#### Task
All records that follow are to be output exactly.

#### Data section
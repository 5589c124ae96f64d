//! Structural normaliser: repair parsed nodes for assistive technology.
//!
//! Passes run in a fixed order over the node sequence, in place:
//!
//! 1. [`normalize_author_grid`] — first-page author layout → reading order
//!    (needs page breaks to find the first page, so it runs first)
//! 2. [`apply_page_break_policy`] — drop OCR page sentinels unless preserved
//! 3. [`repair_heading_levels`] — no skipped heading levels
//! 4. [`infer_lists`] — group list items into logical lists
//! 5. [`crate::pipeline::table::structure_table`] on every table
//!
//! None of the passes alter text content; they only reorder, regroup or
//! relabel it. Every pass is idempotent.

use crate::config::ConversionConfig;
use crate::model::{AuthorGridBlock, DocumentNode, TableBlock, TableCell};
use crate::pipeline::table::structure_table;
use once_cell::sync::Lazy;
use regex::Regex;
use std::ops::Range;
use tracing::debug;

/// Lines at least this long are body text, not author/affiliation lines.
pub const SHORT_LINE_MAX: usize = 80;
/// Minimum number of short lines for a run to count as an author block.
pub const MIN_GRID_LINES: usize = 2;

static RE_WIDE_GAP: Lazy<Regex> = Lazy::new(|| Regex::new(r"\t+| {3,}").unwrap());
static RE_NAME_TOKEN: Lazy<Regex> = Lazy::new(|| Regex::new(r"\p{L}[\p{L}'`\-.]*").unwrap());
static RE_EMAIL: Lazy<Regex> =
    Lazy::new(|| Regex::new(r"[A-Za-z0-9._%+\-]+@[A-Za-z0-9.\-]+\.[A-Za-z]{2,}").unwrap());
static RE_AFFILIATION: Lazy<Regex> = Lazy::new(|| {
    Regex::new(
        r"(?i)\b(univ\w*|institut\w*|laborator\w*|college|school|department|dept|faculty|labs?|cent(er|re)|academy|hospital|inc|corp|ltd|gmbh)\b",
    )
    .unwrap()
});

/// Run every normalisation pass.
pub fn normalize(nodes: &mut Vec<DocumentNode>, config: &ConversionConfig) {
    if config.author_grid && normalize_author_grid(nodes) {
        debug!("Collapsed first-page author grid into reading order");
    }
    apply_page_break_policy(nodes, config.preserve_page_breaks);
    repair_heading_levels(nodes);
    infer_lists(nodes);
    for node in nodes.iter_mut() {
        if let DocumentNode::Table(table) = node {
            structure_table(table);
        }
    }
}

// ── Page breaks ──────────────────────────────────────────────────────────────

/// Keep or drop every [`DocumentNode::PageBreak`].
pub fn apply_page_break_policy(nodes: &mut Vec<DocumentNode>, preserve: bool) {
    if !preserve {
        nodes.retain(|n| !matches!(n, DocumentNode::PageBreak { .. }));
    }
}

// ── Headings ─────────────────────────────────────────────────────────────────

/// Promote any heading that sits more than one level below its predecessor.
///
/// The start of the document counts as level 0, so the first heading
/// becomes H1 at most.
pub fn repair_heading_levels(nodes: &mut [DocumentNode]) {
    let mut previous = 0u8;
    for node in nodes.iter_mut() {
        if let DocumentNode::Heading { level, .. } = node {
            let repaired = (*level).clamp(1, previous + 1);
            if repaired != *level {
                debug!("Heading level {} promoted to {}", level, repaired);
                *level = repaired;
            }
            previous = repaired;
        }
    }
}

// ── Lists ────────────────────────────────────────────────────────────────────

/// Assign `list_id`s: consecutive items sharing depth and kind form one list.
///
/// Deeper items nest without ending the enclosing list, a change of kind at
/// the same depth starts a new list, and any non-list node ends all open
/// lists. Depths are clamped so they never skip a level.
pub fn infer_lists(nodes: &mut [DocumentNode]) {
    let mut next_id = 0usize;
    // Open list per depth: (ordered, list_id).
    let mut open: Vec<(bool, usize)> = Vec::new();

    for node in nodes.iter_mut() {
        let DocumentNode::ListItem {
            depth,
            ordered,
            list_id,
            ..
        } = node
        else {
            open.clear();
            continue;
        };

        let d = usize::from(*depth).min(open.len());
        *depth = d as u8;
        open.truncate(d + 1);
        match open.get(d) {
            Some(&(kind, id)) if kind == *ordered => *list_id = id,
            _ => {
                next_id += 1;
                open.truncate(d);
                open.push((*ordered, next_id));
                *list_id = next_id;
            }
        }
    }
}

// ── Author grid ──────────────────────────────────────────────────────────────

/// Detect a first-page author grid and replace it with linear paragraphs.
///
/// Returns true when the sequence changed.
pub fn normalize_author_grid(nodes: &mut Vec<DocumentNode>) -> bool {
    let Some((range, grid)) = detect_author_grid(nodes) else {
        return false;
    };
    if grid.columns.len() < 2 {
        // A single column is already in reading order.
        return false;
    }
    let replacement: Vec<DocumentNode> = linearize_author_grid(&grid);
    let _ = nodes.splice(range, replacement);
    true
}

/// One paragraph per author line, column by column.
pub fn linearize_author_grid(grid: &AuthorGridBlock) -> Vec<DocumentNode> {
    grid.reading_order()
        .into_iter()
        .map(DocumentNode::paragraph)
        .collect()
}

/// Find the run of short author/affiliation lines between the title heading
/// and the first substantial paragraph on the first page.
///
/// Returns the node range and the grid, with one column per author. Plain
/// stacked lines form a single column; layout tables and gap-separated lines
/// contribute one column per visual column.
pub fn detect_author_grid(nodes: &[DocumentNode]) -> Option<(Range<usize>, AuthorGridBlock)> {
    let first_page_end = first_page_end(nodes);
    let title_idx = nodes[..first_page_end]
        .iter()
        .position(|n| matches!(n, DocumentNode::Heading { .. }))?;

    let start = title_idx + 1;
    let mut end = start;
    let mut columns: Vec<Vec<String>> = Vec::new();
    let mut stacked: Vec<String> = Vec::new();
    let mut gap_band: Vec<Vec<String>> = Vec::new();
    let mut line_count = 0usize;

    while end < first_page_end {
        match &nodes[end] {
            DocumentNode::Paragraph { .. } => {
                let text = nodes[end].plain_text();
                if is_abstract_marker(&text) {
                    break;
                }
                let lines: Vec<&str> = text.lines().map(str::trim).filter(|l| !l.is_empty()).collect();
                if lines.is_empty() || lines.iter().any(|l| l.chars().count() >= SHORT_LINE_MAX) {
                    break;
                }
                for line in lines {
                    line_count += 1;
                    let segments = split_wide_gaps(line);
                    let multi = segments.len() > 1;
                    if multi && segments.iter().any(|s| looks_numeric(s)) {
                        // Gap-aligned figures are a data table, not authors.
                        return None;
                    }
                    let opens_band = multi && segments.iter().all(|s| looks_like_author_name(s));
                    if opens_band || (multi && !gap_band.is_empty()) {
                        flush_stacked(&mut stacked, &mut columns);
                        add_band_row(&mut gap_band, &segments);
                    } else {
                        columns.append(&mut gap_band);
                        stacked.push(line.to_string());
                    }
                }
            }
            DocumentNode::Table(table) if is_layout_table(table) => {
                flush_stacked(&mut stacked, &mut columns);
                columns.append(&mut gap_band);
                let table_columns = table_columns(table);
                line_count += table_columns.iter().map(Vec::len).sum::<usize>();
                columns.extend(table_columns);
            }
            _ => break,
        }
        end += 1;
    }
    flush_stacked(&mut stacked, &mut columns);
    columns.append(&mut gap_band);

    if line_count < MIN_GRID_LINES || end == start {
        return None;
    }
    Some((start..end, AuthorGridBlock { columns }))
}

#### Answer below
repository 5589c124ae96f64d
//! Structural normaliser: repair parsed nodes for assistive technology.
//!
//! Passes run in a fixed order over the node sequence, in place:
//!
//! 1. [`normalize_author_grid`] — first-page author layout → reading order
//!    (needs page breaks to find the first page, so it runs first)
//! 2. [`apply_page_break_policy`] — drop OCR page sentinels unless preserved
//! 3. [`repair_heading_levels`] — no skipped heading levels
//! 4. [`infer_lists`] — group list items into logical lists
//! 5. [`crate::pipeline::table::structure_table`] on every table
//!
//! None of the passes alter text content; they only reorder, regroup or
//! relabel it. Every pass is idempotent.

use crate::config::ConversionConfig;
use crate::model::{AuthorGridBlock, DocumentNode, TableBlock, TableCell};
use crate::pipeline::table::structure_table;
use once_cell::sync::Lazy;
use regex::Regex;
use std::ops::Range;
use tracing::debug;

/// Lines at least this long are body text, not author/affiliation lines.
pub const SHORT_LINE_MAX: usize = 80;
/// Minimum number of short lines for a run to count as an author block.
pub const MIN_GRID_LINES: usize = 2;

static RE_WIDE_GAP: Lazy<Regex> = Lazy::new(|| Regex::new(r"\t+| {3,}").unwrap());
static RE_NAME_TOKEN: Lazy<Regex> = Lazy::new(|| Regex::new(r"\p{L}[\p{L}'`\-.]*").unwrap());
static RE_EMAIL: Lazy<Regex> =
    Lazy::new(|| Regex::new(r"[A-Za-z0-9._%+\-]+@[A-Za-z0-9.\-]+\.[A-Za-z]{2,}").unwrap());
static RE_AFFILIATION: Lazy<Regex> = Lazy::new(|| {
    Regex::new(
        r"(?i)\b(univ\w*|institut\w*|laborator\w*|college|school|department|dept|faculty|labs?|cent(er|re)|academy|hospital|inc|corp|ltd|gmbh)\b",
    )
    .unwrap()
});

/// Run every normalisation pass.
pub fn normalize(nodes: &mut Vec<DocumentNode>, config: &ConversionConfig) {
    if config.author_grid && normalize_author_grid(nodes) {
        debug!("Collapsed first-page author grid into reading order");
    }
    apply_page_break_policy(nodes, config.preserve_page_breaks);
    repair_heading_levels(nodes);
    infer_lists(nodes);
    for node in nodes.iter_mut() {
        if let DocumentNode::Table(table) = node {
            structure_table(table);
        }
    }
}

// ── Page breaks ──────────────────────────────────────────────────────────────

/// Keep or drop every [`DocumentNode::PageBreak`].
pub fn apply_page_break_policy(nodes: &mut Vec<DocumentNode>, preserve: bool) {
    if !preserve {
        nodes.retain(|n| !matches!(n, DocumentNode::PageBreak { .. }));
    }
}

// ── Headings ─────────────────────────────────────────────────────────────────

/// Promote any heading that sits more than one level below its predecessor.
///
/// The start of the document counts as level 0, so the first heading
/// becomes H1 at most.
pub fn repair_heading_levels(nodes: &mut [DocumentNode]) {
    let mut previous = 0u8;
    for node in nodes.iter_mut() {
        if let DocumentNode::Heading { level, .. } = node {
            let repaired = (*level).clamp(1, previous + 1);
            if repaired != *level {
                debug!("Heading level {} promoted to {}", level, repaired);
                *level = repaired;
            }
            previous = repaired;
        }
    }
}

// ── Lists ────────────────────────────────────────────────────────────────────

/// Assign `list_id`s: consecutive items sharing depth and kind form one list.
///
/// Deeper items nest without ending the enclosing list, a change of kind at
/// the same depth starts a new list, and any non-list node ends all open
/// lists. Depths are clamped so they never skip a level.
pub fn infer_lists(nodes: &mut [DocumentNode]) {
    let mut next_id = 0usize;
    // Open list per depth: (ordered, list_id).
    let mut open: Vec<(bool, usize)> = Vec::new();

    for node in nodes.iter_mut() {
        let DocumentNode::ListItem {
            depth,
            ordered,
            list_id,
            ..
        } = node
        else {
            open.clear();
            continue;
        };

        let d = usize::from(*depth).min(open.len());
        *depth = d as u8;
        open.truncate(d + 1);
        match open.get(d) {
            Some(&(kind, id)) if kind == *ordered => *list_id = id,
            _ => {
                next_id += 1;
                open.truncate(d);
                open.push((*ordered, next_id));
                *list_id = next_id;
            }
        }
    }
}

// ── Author grid ──────────────────────────────────────────────────────────────

/// Detect a first-page author grid and replace it with linear paragraphs.
///
/// Returns true when the sequence changed.
pub fn normalize_author_grid(nodes: &mut Vec<DocumentNode>) -> bool {
    let Some((range, grid)) = detect_author_grid(nodes) else {
        return false;
    };
    if grid.columns.len() < 2 {
        // A single column is already in reading order.
        return false;
    }
    let replacement: Vec<DocumentNode> = linearize_author_grid(&grid);
    let _ = nodes.splice(range, replacement);
    true
}

/// One paragraph per author line, column by column.
pub fn linearize_author_grid(grid: &AuthorGridBlock) -> Vec<DocumentNode> {
    grid.reading_order()
        .into_iter()
        .map(DocumentNode::paragraph)
        .collect()
}

/// Find the run of short author/affiliation lines between the title heading
/// and the first substantial paragraph on the first page.
///
/// Returns the node range and the grid, with one column per author. Plain
/// stacked lines form a single column; layout tables and gap-separated lines
/// contribute one column per visual column.
pub fn detect_author_grid(nodes: &[DocumentNode]) -> Option<(Range<usize>, AuthorGridBlock)> {
    let first_page_end = first_page_end(nodes);
    let title_idx = nodes[..first_page_end]
        .iter()
        .position(|n| matches!(n, DocumentNode::Heading { .. }))?;

    let start = title_idx + 1;
    let mut end = start;
    let mut columns: Vec<Vec<String>> = Vec::new();
    let mut stacked: Vec<String> = Vec::new();
    let mut gap_band: Vec<Vec<String>> = Vec::new();
    let mut line_count = 0usize;

    while end < first_page_end {
        match &nodes[end] {
            DocumentNode::Paragraph { .. } => {
                let text = nodes[end].plain_text();
                if is_abstract_marker(&text) {
                    break;
                }
                let lines: Vec<&str> = text.lines().map(str::trim).filter(|l| !l.is_empty()).collect();
                if lines.is_empty() || lines.iter().any(|l| l.chars().count() >= SHORT_LINE_MAX) {
                    break;
                }
                for line in lines {
                    line_count += 1;
                    let segments = split_wide_gaps(line);
                    let multi = segments.len() > 1;
                    if multi && segments.iter().any(|s| looks_numeric(s)) {
                        // Gap-aligned figures are a data table, not authors.
                        return None;
                    }
                    let opens_band = multi && segments.iter().all(|s| looks_like_author_name(s));
                    if opens_band || (multi && !gap_band.is_empty()) {
                        flush_stacked(&mut stacked, &mut columns);
                        add_band_row(&mut gap_band, &segments);
                    } else {
                        columns.append(&mut gap_band);
                        stacked.push(line.to_string());
                    }
                }
            }
            DocumentNode::Table(table) if is_layout_table(table) => {
                flush_stacked(&mut stacked, &mut columns);
                columns.append(&mut gap_band);
                let table_columns = table_columns(table);
                line_count += table_columns.iter().map(Vec::len).sum::<usize>();
                columns.extend(table_columns);
            }
            _ => break,
        }
        end += 1;
    }
    flush_stacked(&mut stacked, &mut columns);
    columns.append(&mut gap_band);

    if line_count < MIN_GRID_LINES || end == start {
        return None;
    }
    Some((start..end, AuthorGridBlock { columns }))
}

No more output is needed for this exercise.